Dieses modifizierte Extraktionsprotokoll verbessert RNA und DNA-Ausbeuten von gezieltere Regionen von Interesse in histopathologischen Gewebeblöcke.
Formalin-fixed paraffin embedded tissue (FFPET) represents a valuable, well-annotated substrate for molecular investigations. The utility of FFPET in molecular analysis is complicated both by heterogeneous tissue composition and low yields when extracting nucleic acids. A literature search revealed a paucity of protocols addressing these issues, and none that showed a validated method for simultaneous extraction of RNA and DNA from regions of interest in FFPET. This method addresses both issues. Tissue specificity was achieved by mapping cancer areas of interest on microscope slides and transferring annotations onto FFPET blocks. Tissue cores were harvested from areas of interest using 0.6 mm microarray punches. Nucleic acid extraction was performed using a commercial FFPET extraction system, with modifications to homogenization, deparaffinization, and Proteinase K digestion steps to improve tissue digestion and increase nucleic acid yields. The modified protocol yields sufficient quantity and quality of nucleic acids for use in a number of downstream analyses, including a multi-analyte gene expression platform, as well as reverse transcriptase coupled real time PCR analysis of mRNA expression, and methylation-specific PCR (MSP) analysis of DNA methylation.

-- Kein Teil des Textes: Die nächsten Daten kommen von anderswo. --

//! Conversion settings.
//!
//! Settings are plain serde structs so they can come from a config file or
//! cross the WASM boundary as a JavaScript object. Missing fields take their
//! defaults.

use std::fmt;

use serde::{Deserialize, Serialize};
use thiserror::Error;

use crate::encode::{EncodeOptions, LOSSLESS_LEVEL, LOSSY_QUALITY};
use crate::sink::DEFAULT_STAGING_CAPACITY;

/// Largest staging buffer settings may ask for (16 MiB).
pub const MAX_STAGING_CAPACITY: usize = 16 * 1024 * 1024;

/// Errors raised by invalid settings.
#[derive(Debug, Clone, PartialEq, Error)]
pub enum SettingsError {
    /// A stored conversion mode value is not one of -1, 0, 1
    #[error("Unknown conversion mode value {0}")]
    UnknownMode(i32),

    /// Lossy quality outside 0-100
    #[error("Invalid lossy quality {0}: must be between 0 and 100")]
    InvalidQuality(f32),

    /// Lossless level outside 0-9
    #[error("Invalid lossless level {0}: must be between 0 and 9")]
    InvalidLosslessLevel(u8),

    /// Staging capacity above [`MAX_STAGING_CAPACITY`]
    #[error("Invalid staging capacity {0}: must be at most {max}", max = MAX_STAGING_CAPACITY)]
    InvalidStagingCapacity(usize),
}

/// What downloaded pages are converted to.
#[derive(Debug, Clone, Copy, PartialEq, Eq, Default, Serialize, Deserialize)]
#[serde(rename_all = "snake_case")]
pub enum ConversionMode {
    /// Pages are left as they are.
    #[default]
    Disabled,
    /// Pages become lossless WebP.
    LosslessWebp,
    /// Pages become lossy WebP.
    LossyWebp,
}

impl ConversionMode {
    /// Whether this mode produces lossless output, or `None` when disabled.
    pub fn lossless(self) -> Option<bool> {
        match self {
            ConversionMode::Disabled => None,
            ConversionMode::LosslessWebp => Some(true),
            ConversionMode::LossyWebp => Some(false),
        }
    }

    /// File extension of converted pages, or `None` when disabled.
    pub fn extension(self) -> Option<&'static str> {
        match self {
            ConversionMode::Disabled => None,
            ConversionMode::LosslessWebp | ConversionMode::LossyWebp => Some("webp"),
        }
    }

    /// The integer stored in preferences for this mode.
    pub fn as_i32(self) -> i32 {
        match self {
            ConversionMode::Disabled => -1,
            ConversionMode::LosslessWebp => 0,
            ConversionMode::LossyWebp => 1,
        }
    }
}

impl TryFrom<i32> for ConversionMode {
    type Error = SettingsError;

    fn try_from(value: i32) -> Result<Self, Self::Error> {
        match value {
            -1 => Ok(ConversionMode::Disabled),
            0 => Ok(ConversionMode::LosslessWebp),
            1 => Ok(ConversionMode::LossyWebp),
            other => Err(SettingsError::UnknownMode(other)),
        }
    }
}

impl fmt::Display for ConversionMode {
    fn fmt(&self, f: &mut fmt::Formatter<'_>) -> fmt::Result {
        let name = match self {
            ConversionMode::Disabled => "DISABLED",
            ConversionMode::LosslessWebp => "LOSSLESS_WEBP",
            ConversionMode::LossyWebp => "LOSSY_WEBP",
        };
        f.write_str(name)
    }
}

/// Settings for converting pages to WebP.
#[derive(Debug, Clone, PartialEq, Serialize, Deserialize)]
#[serde(default)]
pub struct Settings {
    /// Conversion mode
    pub mode: ConversionMode,
    /// Size of the staging buffer output is streamed through (bytes)
    pub staging_capacity: usize,
    /// Lossy quality (0-100)
    pub lossy_quality: f32,
    /// Lossless level (0-9)
    pub lossless_level: u8,
}

impl Default for Settings {
    fn default() -> Self {
        Self {
            mode: ConversionMode::Disabled,
            staging_capacity: DEFAULT_STAGING_CAPACITY,
            lossy_quality: LOSSY_QUALITY,
            lossless_level: LOSSLESS_LEVEL,
        }
    }
}

impl Settings {
    /// Create settings with the given mode and default parameters.
    pub fn new(mode: ConversionMode) -> Self {
        Self {
            mode,
            ..Self::default()
        }
    }

    /// Check encoder parameters.
    ///
    /// A zero staging capacity is not rejected here; the transfer itself
    /// reports it as an invalid staging buffer. Capacities above
    /// [`MAX_STAGING_CAPACITY`] are rejected before anything is allocated.
    pub fn validate(&self) -> Result<(), SettingsError> {
        if self.staging_capacity > MAX_STAGING_CAPACITY {
            return Err(SettingsError::InvalidStagingCapacity(self.staging_capacity));
        }
        if !(0.0..=100.0).contains(&self.lossy_quality) {
            return Err(SettingsError::InvalidQuality(self.lossy_quality));
        }
        if self.lossless_level > 9 {
            return Err(SettingsError::InvalidLosslessLevel(self.lossless_level));
        }
        Ok(())
    }

    /// Encoder options for an image, or `None` when conversion is disabled.
    pub fn encode_options(&self, opaque: bool) -> Option<EncodeOptions> {
        let lossless = self.mode.lossless()?;
        Some(
            EncodeOptions {
                lossless,
                quality: self.lossy_quality,
                lossless_level: self.lossless_level,
                ..EncodeOptions::default()
            }
            .with_opaque(opaque),
        )
    }
}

Genomische Biomarker – Forschung sucht molekulare Korrelate zu identifizieren , die genau und zuverlässig Krankheitszustand widerspiegeln, und zwar in einer klinisch nützliche Art und Weise. 1 Biomarkerentwicklung auf retrospektive Analyse von gut kommentierten Gewebeproben angewiesen ist. Erkrankte und Normalgewebeproben werden entweder als gefrorenes Frischgewebe in spezialisierten Biobanken oder als Formalin-fixierten und in Paraffin eingebetteten Gewebeproben (FFPET) Blöcke in klinischen Archiven gespeichert. Frisch gefrorene Gewebe ermöglicht die Gewinnung von hochwertigen Nukleinsäuren und wurde in der genomischen Entdeckung neuer Biomarker – Studien weit verbreitet. 2,3 jedoch weniger Gewebeproben in Biobanken zur Verfügung stehen und so Gewebe studieren führt eine Tendenz zu größeren Proben, ungewöhnliche Kategorien erkrankter Mensch und Tier die Standard – Speicherverfahren für Gewebe von Krankheit und Patienten in spezialisierten Zentren mit mehr Fähigkeiten zu Bank Gewebe 4 FFPET, ist dagegen gesehen.. Während FFPET Blöcke halten zelluläre morphology, die Fixierung Prozess Vernetzungen andere zelluläre Bestandteile zu Nukleinsäuren. Vernetzte RNA und DNA sind erzielbare, aber nur in verschlechterten, stark fragmentierten Formen. 5,6 Allerdings sind diese DNA und RNA – Fragmente sind zugänglich für die Analyse durch eine zunehmend größere Anzahl von Assays, einschließlich der mRNA – Expression, DNA hypermethylation und gezielte Sequenzierung. 7,8 Um diese Möglichkeit in der großen Menge und Vielfalt der FFPET für die Forschung zur Verfügung ausnutzen, gibt es einen Bedarf für eine effiziente und zuverlässige Extraktion Protokoll.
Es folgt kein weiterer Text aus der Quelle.